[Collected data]
============================================================

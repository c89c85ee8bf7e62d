//! Credential helpers.
//!
//! Access tokens are JWTs issued by the service. The client never verifies
//! them; it only reads the identity claims when a login arrives as a bare
//! token (the login-success redirect) rather than as a login response.

use base64::{Engine as _, engine::general_purpose::URL_SAFE_NO_PAD};
use serde::Deserialize;

use crate::error::{Error, Result};
use crate::types::User;

/// Format a credential as an `Authorization` header value.
pub fn bearer(token: &str) -> String {
    format!("Bearer {}", token)
}

/// Claims carried in the access token payload.
#[derive(Debug, Deserialize)]
#[serde(rename_all = "camelCase")]
struct IdentityClaims {
    #[serde(alias = "id", alias = "sub", rename = "_id")]
    id: String,
    username: String,
    #[serde(default)]
    email: String,
    #[serde(default)]
    is_email_verified: bool,
    #[serde(default)]
    is_phone_verified: Option<bool>,
    #[serde(default)]
    following: Vec<String>,
    #[serde(default)]
    followers: Option<Vec<String>>,
    #[serde(default)]
    profile_picture: Option<String>,
}

/// Decode the identity claims of a JWT without verifying its signature.
pub fn decode_identity(token: &str) -> Result<User> {
    let mut parts = token.trim().split('.');
    let payload = match (parts.next(), parts.next(), parts.next()) {
        (Some(_), Some(payload), Some(_)) => payload,
        _ => return Err(Error::InvalidToken),
    };

    // Some issuers keep base64 padding; the URL-safe engine here expects none.
    let decoded = URL_SAFE_NO_PAD
        .decode(payload.trim_end_matches('='))
        .map_err(|_| Error::InvalidToken)?;
    let claims: IdentityClaims =
        serde_json::from_slice(&decoded).map_err(|_| Error::InvalidToken)?;

    Ok(User {
        id: claims.id,
        username: claims.username,
        email: claims.email,
        is_email_verified: claims.is_email_verified,
        is_phone_verified: claims.is_phone_verified,
        following: claims.following,
        followers: claims.followers,
        profile_picture: claims.profile_picture,
    })
}

#[cfg(test)]
pub(crate) fn test_token(claims: serde_json::Value) -> String {
    let header = URL_SAFE_NO_PAD.encode(br#"{"alg":"HS256","typ":"JWT"}"#);
    let payload = URL_SAFE_NO_PAD.encode(claims.to_string());
    format!("{}.{}.signature", header, payload)
}
//! Online-user presence.

use std::collections::BTreeSet;

use super::Reducer;
use crate::channel::{ChannelEvent, EventKind};

/// Users currently online, as reported by the live channel.
#[derive(Debug, Clone, Default, PartialEq, Eq)]
pub struct OnlineSet {
    users: BTreeSet<String>,
}

impl OnlineSet {
    pub fn new() -> Self {
        Self::default()
    }

    pub fn is_online(&self, user_id: &str) -> bool {
        self.users.contains(user_id)
    }

    pub fn len(&self) -> usize {
        self.users.len()
    }

    pub fn is_empty(&self) -> bool {
        self.users.is_empty()
    }

    pub fn iter(&self) -> impl Iterator<Item = &str> {
        self.users.iter().map(String::as_str)
    }

    pub fn replace(&mut self, users: impl IntoIterator<Item = String>) {
        self.users = users.into_iter().collect();
    }

    pub fn insert(&mut self, user_id: String) {
        self.users.insert(user_id);
    }

    pub fn remove(&mut self, user_id: &str) {
        self.users.remove(user_id);
    }
}

impl Reducer for OnlineSet {
    const LISTENER: &'static str = "presence";
    const KINDS: &'static [EventKind] = &[
        EventKind::OnlineUsers,
        EventKind::UserOnline,
        EventKind::UserOffline,
    ];

    fn apply(&mut self, event: &ChannelEvent) {
        match event {
            ChannelEvent::OnlineUsers(users) => self.replace(users.iter().cloned()),
            ChannelEvent::UserOnline(id) => self.insert(id.clone()),
            ChannelEvent::UserOffline(id) => self.remove(id),
            _ => {}
        }
    }
}
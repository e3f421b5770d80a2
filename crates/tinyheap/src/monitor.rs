//! Read-only statistics over the block chain.

use crate::header::HEADER_SIZE;
use crate::heap::Heap;

/// Point-in-time heap statistics produced by [`Heap::report`].
///
/// All byte counts are payload bytes unless stated otherwise. For a
/// consistent chain `used + free + header_overhead == total`.
#[derive(Clone, Debug, PartialEq)]
pub struct HeapStats {
    /// Arena capacity in bytes.
    pub total: usize,
    /// Payload bytes in used blocks.
    pub used: usize,
    /// Payload bytes in free blocks.
    pub free: usize,
    /// Bytes taken by block headers.
    pub header_overhead: usize,
    /// Number of used blocks.
    pub used_blocks: usize,
    /// Number of free blocks.
    pub free_blocks: usize,
    /// Payload size of the largest free block.
    pub largest_free: usize,
    /// `1 - largest_free / free`, or `0.0` when nothing is free.
    ///
    /// `0.0` means all free memory is one block; values near `1.0` mean
    /// it is scattered across many small ones.
    pub fragmentation_ratio: f64,
}

impl HeapStats {
    /// Percentage of payload-capable bytes in use, `0..=100`.
    ///
    /// Zero for an arena with no payload bytes.
    pub fn used_pct(&self) -> u8 {
        let payload = self.total.saturating_sub(self.header_overhead) as u64;
        if payload == 0 {
            return 0;
        }
        let free_pct = (self.free as u64 * 100) / payload;
        100u64.saturating_sub(free_pct) as u8
    }

    /// Fragmentation ratio as a rounded percentage, `0..=100`.
    pub fn frag_pct(&self) -> u8 {
        (self.fragmentation_ratio * 100.0).round().clamp(0.0, 100.0) as u8
    }
}

impl<S> Heap<S>
where
    S: AsRef<[u8]> + AsMut<[u8]>,
{
    /// Walk the chain once and summarise it. Never mutates the heap.
    pub fn report(&self) -> HeapStats {
        let mut stats = HeapStats {
            total: self.arena.capacity(),
            used: 0,
            free: 0,
            header_overhead: 0,
            used_blocks: 0,
            free_blocks: 0,
            largest_free: 0,
            fragmentation_ratio: 0.0,
        };
        for block in self.blocks() {
            stats.header_overhead += HEADER_SIZE;
            if block.is_free {
                stats.free += block.size;
                stats.free_blocks += 1;
                stats.largest_free = stats.largest_free.max(block.size);
            } else {
                stats.used += block.size;
                stats.used_blocks += 1;
            }
        }
        if stats.free > 0 {
            stats.fragmentation_ratio = 1.0 - stats.largest_free as f64 / stats.free as f64;
        }
        stats
    }
}
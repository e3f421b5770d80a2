//! Heap error types.

use std::error::Error;
use std::fmt;

use crate::config::ConfigError;

/// Errors returned by [`Heap`](crate::Heap) operations.
#[derive(Clone, Debug, PartialEq, Eq)]
pub enum HeapError {
    /// The arena cannot hold even a single block header.
    ArenaTooSmall {
        /// Capacity that was offered, in bytes.
        capacity: usize,
        /// Size of one block header, in bytes.
        header: usize,
    },
    /// No free block is large enough for the request.
    ///
    /// Recoverable: the caller may free memory or run
    /// [`Heap::defragment`](crate::Heap::defragment) and retry.
    OutOfMemory {
        /// Number of payload bytes requested.
        requested: usize,
        /// Largest free payload available at the time of the request.
        largest_free: usize,
    },
    /// The handle does not name the payload of a live block.
    ///
    /// Only cheaply verifiable cases are caught; a double free of a block
    /// that has since been handed out again is indistinguishable from a
    /// legitimate free and is the caller's responsibility.
    InvalidHandle {
        /// Payload offset carried by the rejected handle.
        offset: usize,
    },
    /// The heap configuration failed validation.
    Config(ConfigError),
    /// [`Heap::verify`](crate::Heap::verify) found a broken block chain.
    CorruptChain {
        /// Offset of the first header that failed to check out.
        offset: usize,
    },
}

impl fmt::Display for HeapError {
    fn fmt(&self, f: &mut fmt::Formatter<'_>) -> fmt::Result {
        match self {
            Self::ArenaTooSmall { capacity, header } => {
                write!(
                    f,
                    "arena too small: {capacity} bytes cannot hold a {header}-byte block header"
                )
            }
            Self::OutOfMemory {
                requested,
                largest_free,
            } => {
                write!(
                    f,
                    "out of memory: requested {requested} bytes, largest free block {largest_free} bytes"
                )
            }
            Self::InvalidHandle { offset } => {
                write!(f, "invalid handle: no live block payload at offset {offset}")
            }
            Self::Config(e) => write!(f, "config: {e}"),
            Self::CorruptChain { offset } => {
                write!(f, "corrupt block chain at offset {offset}")
            }
        }
    }
}

impl Error for HeapError {
    fn source(&self) -> Option<&(dyn Error + 'static)> {
        match self {
            Self::Config(e) => Some(e),
            _ => None,
        }
    }
}

impl From<ConfigError> for HeapError {
    fn from(e: ConfigError) -> Self {
        Self::Config(e)
    }
}
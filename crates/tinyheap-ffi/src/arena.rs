//! Caller-owned arena storage.
//!
//! The C side keeps ownership of the buffer; the heap only borrows it
//! between `tinyheap_init` and `tinyheap_destroy`. [`RawArena`] presents
//! that borrow to the engine as byte storage, building a fresh slice on
//! every access instead of holding one across calls.

use std::ptr::NonNull;
use std::slice;

use tinyheap::ALIGN;

pub(crate) struct RawArena {
    ptr: NonNull<u8>,
    len: usize,
}

impl RawArena {
    /// Returns `None` for a null or misaligned pointer.
    ///
    /// # Safety
    ///
    /// `ptr` must be valid for reads and writes of `len` bytes, and no
    /// other Rust reference to that memory may exist, until the returned
    /// value is dropped.
    #[allow(unsafe_code)]
    pub unsafe fn new(ptr: *mut u8, len: usize) -> Option<Self> {
        let ptr = NonNull::new(ptr)?;
        if ptr.as_ptr() as usize % ALIGN != 0 {
            return None;
        }
        Some(Self { ptr, len })
    }
}

// SAFETY: the buffer is owned exclusively by the heap instance while it
// exists, and every access goes through that instance's mutex.
#[allow(unsafe_code)]
unsafe impl Send for RawArena {}

impl AsRef<[u8]> for RawArena {
    #[allow(unsafe_code)]
    fn as_ref(&self) -> &[u8] {
        // SAFETY: upheld by the contract of `RawArena::new`.
        unsafe { slice::from_raw_parts(self.ptr.as_ptr(), self.len) }
    }
}

impl AsMut<[u8]> for RawArena {
    #[allow(unsafe_code)]
    fn as_mut(&mut self) -> &mut [u8] {
        // SAFETY: upheld by the contract of `RawArena::new`; `&mut self`
        // guarantees this is the only slice alive.
        unsafe { slice::from_raw_parts_mut(self.ptr.as_ptr(), self.len) }
    }
}
//! Coalescing pass over the block chain.

use tracing::debug;

use crate::arena::next_block;
use crate::header::{BlockHeader, HEADER_SIZE};
use crate::heap::Heap;

impl<S> Heap<S>
where
    S: AsRef<[u8]> + AsMut<[u8]>,
{
    /// Merge every run of adjacent free blocks into one block.
    ///
    /// A single linear pass: each free block swallows the free blocks that
    /// directly follow it, and their headers are destroyed. Used blocks
    /// never move, so every live handle stays valid.
    ///
    /// Returns the number of headers absorbed. A second call immediately
    /// after returns `0`.
    pub fn defragment(&mut self) -> usize {
        let capacity = self.arena.capacity();
        let mut absorbed = 0;
        let mut at = 0;

        while at < capacity {
            let Some(header) = self.arena.read_header(at) else {
                break;
            };
            if header.used {
                at = next_block(at, header);
                continue;
            }

            let mut merged = header.payload_len();
            let mut next = next_block(at, header);
            while next < capacity {
                match self.arena.read_header(next) {
                    Some(follower) if !follower.used => {
                        let after = next_block(next, follower);
                        self.arena.scrub_header(next);
                        merged += HEADER_SIZE + follower.payload_len();
                        absorbed += 1;
                        next = after;
                    }
                    _ => break,
                }
            }
            if merged != header.payload_len() {
                self.arena
                    .write_header(at, BlockHeader::free(merged as u32));
            }
            at = next;
        }

        debug!(absorbed, "defragmented heap");
        absorbed
    }
}
//! Allocation handles.
//!
//! A [`Handle`] is the byte offset of a block's payload inside the arena.
//! The block header sits exactly [`HEADER_SIZE`] bytes before it, so the
//! header is recovered by subtraction; the heap validates that arithmetic
//! on every call instead of trusting it.

use std::fmt;

use crate::header::HEADER_SIZE;

/// Opaque reference to an allocated block's payload.
///
/// Handles are plain offsets: they carry no lifetime and no generation.
/// Holding a handle past [`Heap::free`](crate::Heap::free) or
/// [`Heap::reset`](crate::Heap::reset) is a caller error that the heap
/// detects only when cheaply possible.
#[derive(Clone, Copy, Debug, PartialEq, Eq, Hash, PartialOrd, Ord)]
#[must_use]
pub struct Handle {
    offset: usize,
}

impl Handle {
    pub(crate) fn from_header(header_offset: usize) -> Self {
        Self {
            offset: header_offset + HEADER_SIZE,
        }
    }

    /// Rebuild a handle from a raw payload offset.
    ///
    /// Used at boundaries where handles travel as integers or pointers.
    /// The heap validates the offset before acting on it.
    pub fn from_offset(offset: usize) -> Self {
        Self { offset }
    }

    /// Byte offset of the payload from the start of the arena.
    pub fn offset(&self) -> usize {
        self.offset
    }

    /// Offset of the block header, if the handle is not below the first
    /// possible payload.
    pub(crate) fn header_offset(&self) -> Option<usize> {
        self.offset.checked_sub(HEADER_SIZE)
    }
}

impl fmt::Display for Handle {
    fn fmt(&self, f: &mut fmt::Formatter<'_>) -> fmt::Result {
        write!(f, "Handle(+{})", self.offset)
    }
}

#[cfg(test)]
mod tests {
    use super::*;

    #[test]
    fn header_is_one_header_before_payload() {
        let h = Handle::from_header(32);
        assert_eq!(h.offset(), 32 + HEADER_SIZE);
        assert_eq!(h.header_offset(), Some(32));
    }

    #[test]
    fn offset_below_first_payload_has_no_header() {
        assert_eq!(Handle::from_offset(HEADER_SIZE - 1).header_offset(), None);
        assert_eq!(Handle::from_offset(HEADER_SIZE).header_offset(), Some(0));
    }

    #[test]
    fn display_shows_offset() {
        assert_eq!(Handle::from_offset(24).to_string(), "Handle(+24)");
    }
}
//! Heap configuration parameters and validation.

use std::error::Error;
use std::fmt;

use crate::header::HEADER_SIZE;

/// Configuration for a [`Heap`](crate::Heap).
///
/// Validated by [`Heap::init`](crate::Heap::init); immutable afterwards.
#[derive(Clone, Debug, PartialEq, Eq)]
pub struct HeapConfig {
    /// Number of arena bytes managed, counted from the start of the buffer.
    ///
    /// Must not exceed the buffer length. Bytes past `capacity` are never
    /// touched.
    pub capacity: usize,

    /// Smallest payload a split-off free remainder may have.
    ///
    /// A block is only split when the leftover can hold a header plus at
    /// least this many bytes; otherwise the caller gets the whole block.
    /// Larger values mean fewer, bigger free slivers at the cost of more
    /// internal fragmentation. Default: 16.
    pub min_split_payload: usize,

    /// Fill payloads with [`JUNK_ALLOC`] on allocation and [`JUNK_FREE`]
    /// on release. Debug aid for spotting reads of uninitialised or
    /// released memory. Default: off.
    pub junk_fill: bool,
}

/// Byte pattern written into freshly allocated payloads when
/// [`HeapConfig::junk_fill`] is set.
pub const JUNK_ALLOC: u8 = 0xAA;

/// Byte pattern written into released payloads when
/// [`HeapConfig::junk_fill`] is set.
pub const JUNK_FREE: u8 = 0xBB;

impl HeapConfig {
    /// Default minimum split remainder, in bytes.
    pub const DEFAULT_MIN_SPLIT_PAYLOAD: usize = 16;

    /// Largest capacity whose single spanning block still fits the
    /// header's 32-bit size field.
    pub const MAX_CAPACITY: usize = (u32::MAX as usize).saturating_add(HEADER_SIZE);

    /// Create a config managing `capacity` bytes with default tuning.
    pub fn new(capacity: usize) -> Self {
        Self {
            capacity,
            min_split_payload: Self::DEFAULT_MIN_SPLIT_PAYLOAD,
            junk_fill: false,
        }
    }

    /// Set the minimum split remainder.
    pub fn with_min_split_payload(mut self, bytes: usize) -> Self {
        self.min_split_payload = bytes;
        self
    }

    /// Enable or disable junk filling.
    pub fn with_junk_fill(mut self, enabled: bool) -> Self {
        self.junk_fill = enabled;
        self
    }

    /// Check this config against a backing buffer of `buffer_len` bytes.
    ///
    /// Arena-too-small is not a config error: it is reported by
    /// [`Heap::init`](crate::Heap::init) as
    /// [`HeapError::ArenaTooSmall`](crate::HeapError::ArenaTooSmall).
    pub fn validate(&self, buffer_len: usize) -> Result<(), ConfigError> {
        if self.capacity > buffer_len {
            return Err(ConfigError::CapacityExceedsBuffer {
                capacity: self.capacity,
                buffer_len,
            });
        }
        if self.capacity > Self::MAX_CAPACITY {
            return Err(ConfigError::CapacityTooLarge {
                capacity: self.capacity,
                max: Self::MAX_CAPACITY,
            });
        }
        Ok(())
    }
}

impl Default for HeapConfig {
    fn default() -> Self {
        Self::new(0)
    }
}

/// Errors detected by [`HeapConfig::validate`].
#[derive(Clone, Debug, PartialEq, Eq)]
pub enum ConfigError {
    /// `capacity` is larger than the buffer handed to the heap.
    CapacityExceedsBuffer {
        /// Configured capacity.
        capacity: usize,
        /// Actual buffer length.
        buffer_len: usize,
    },
    /// `capacity` cannot be described by a block header.
    CapacityTooLarge {
        /// Configured capacity.
        capacity: usize,
        /// Largest supported capacity.
        max: usize,
    },
}

impl fmt::Display for ConfigError {
    fn fmt(&self, f: &mut fmt::Formatter<'_>) -> fmt::Result {
        match self {
            Self::CapacityExceedsBuffer {
                capacity,
                buffer_len,
            } => write!(
                f,
                "capacity {capacity} exceeds buffer length {buffer_len}"
            ),
            Self::CapacityTooLarge { capacity, max } => {
                write!(f, "capacity {capacity} exceeds maximum of {max}")
            }
        }
    }
}

impl Error for ConfigError {}
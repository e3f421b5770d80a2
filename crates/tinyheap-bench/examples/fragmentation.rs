//! Fragmentation walk-through.
//!
//! Runs a churn workload, printing monitor snapshots before and after
//! defragmenting. Heap events are emitted through `tracing`; run with
//! `RUST_LOG=tinyheap=debug` (or `trace`) to see splits, relocations and
//! merges as they happen.

use tinyheap::{HeapStats, HEADER_SIZE};
use tinyheap_bench::{churn_profile, replay, BenchProfile};
use tinyheap_test_utils::WorkloadProfile;
use tracing_subscriber::EnvFilter;

fn print_stats(label: &str, s: &HeapStats) {
    println!(
        "  {label:<14} used={:>6}B free={:>6}B blocks={:>4}/{:<4} biggest_free={:>6}B used={:>3}% frag={:>3}%",
        s.used,
        s.free,
        s.used_blocks,
        s.free_blocks,
        s.largest_free,
        s.used_pct(),
        s.frag_pct(),
    );
}

fn main() {
    tracing_subscriber::fmt()
        .with_env_filter(
            EnvFilter::try_from_default_env().unwrap_or_else(|_| EnvFilter::new("info")),
        )
        .init();

    println!("=== tinyheap fragmentation demo ===\n");

    let profiles = [
        churn_profile(),
        BenchProfile {
            capacity: 16 * 1024,
            workload: WorkloadProfile::MIXED,
            ops: 3_000,
        },
    ];

    for profile in profiles {
        println!("{} ({} ops, header {HEADER_SIZE}B)", profile.name(), profile.ops);
        let mut heap = profile.heap();
        let summary = replay(&mut heap, &profile.ops(7));
        tracing::info!(
            profile = %profile.name(),
            allocs = summary.allocs,
            out_of_memory = summary.out_of_memory,
            moves = summary.moves,
            peak_live = summary.peak_live,
            "workload finished"
        );

        let before = heap.report();
        print_stats("after churn", &before);
        let merged = heap.defragment();
        let after = heap.report();
        print_stats("defragmented", &after);
        println!("  merged {merged} headers\n");

        if let Err(e) = heap.verify() {
            eprintln!("heap failed verification: {e}");
            std::process::exit(1);
        }
    }
}
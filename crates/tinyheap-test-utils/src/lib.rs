//! Test utilities for tinyheap development.
//!
//! - [`workload`]: deterministic, seed-driven operation streams.
//! - [`shadow`]: a [`ShadowHeap`] that replays those streams against a
//!   real heap and checks its invariants after every step.

#![forbid(unsafe_code)]
#![allow(missing_docs)]
#![deny(rustdoc::broken_intra_doc_links)]

pub mod shadow;
pub mod workload;

pub use shadow::{ShadowHeap, ShadowStats};
pub use workload::{Op, Workload, WorkloadProfile};
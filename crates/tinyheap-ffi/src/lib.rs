//! C ABI for the tinyheap heap manager.
//!
//! Mirrors the classic `init / alloc / free / realloc / defrag / monitor /
//! get_size` surface. Heap instances are referenced by `u64` slot+generation
//! handles, so a destroyed or never-created instance is reported as
//! `TINYHEAP_STATUS_INVALID_HANDLE` rather than dereferenced. Allocations
//! cross the boundary as real payload addresses inside the caller's buffer.
//!
//! Every exported function catches panics and reports them as
//! `TINYHEAP_STATUS_PANICKED`. This is the only crate in the workspace that
//! contains `unsafe` code.

#![deny(missing_docs)]
#![deny(rustdoc::broken_intra_doc_links)]
#![deny(unsafe_code)]

/// Run `$body` (which evaluates to an `i32` status) with panics converted
/// to [`TinyheapStatus::Panicked`](crate::status::TinyheapStatus::Panicked).
macro_rules! ffi_guard {
    ($body:block) => {
        match std::panic::catch_unwind(std::panic::AssertUnwindSafe(|| -> i32 { $body })) {
            Ok(status) => status,
            Err(_) => $crate::status::TinyheapStatus::Panicked as i32,
        }
    };
}

/// Like `ffi_guard!` for functions that return a plain value, using
/// `$fallback` if the body panics.
macro_rules! ffi_guard_or {
    ($fallback:expr, $body:block) => {
        match std::panic::catch_unwind(std::panic::AssertUnwindSafe(|| $body)) {
            Ok(value) => value,
            Err(_) => $fallback,
        }
    };
}

/// Lock a mutex inside an `ffi_guard!` body, returning
/// `InternalError` from the body if the lock is poisoned.
macro_rules! ffi_lock {
    ($mutex:expr) => {
        match $mutex.lock() {
            Ok(guard) => guard,
            Err(_) => return $crate::status::TinyheapStatus::InternalError as i32,
        }
    };
}

mod arena;
mod handle;
pub mod heap;
pub mod status;

pub use heap::{
    tinyheap_alloc, tinyheap_defrag, tinyheap_destroy, tinyheap_free, tinyheap_get_size,
    tinyheap_init, tinyheap_monitor, tinyheap_realloc, TinyheapMonitor,
};
pub use status::TinyheapStatus;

============================================================

▶ [Exercise brief]
Taking the entries from their first line through the line with "a login response.", inclusive, restate each line word for word and give nothing else.

▶ [Expected answer]
repository c89c85ee8bf7e62d
//! Credential helpers.
//!
//! Access tokens are JWTs issued by the service. The client never verifies
//! them; it only reads the identity claims when a login arrives as a bare
//! token (the login-success redirect) rather than as a login response.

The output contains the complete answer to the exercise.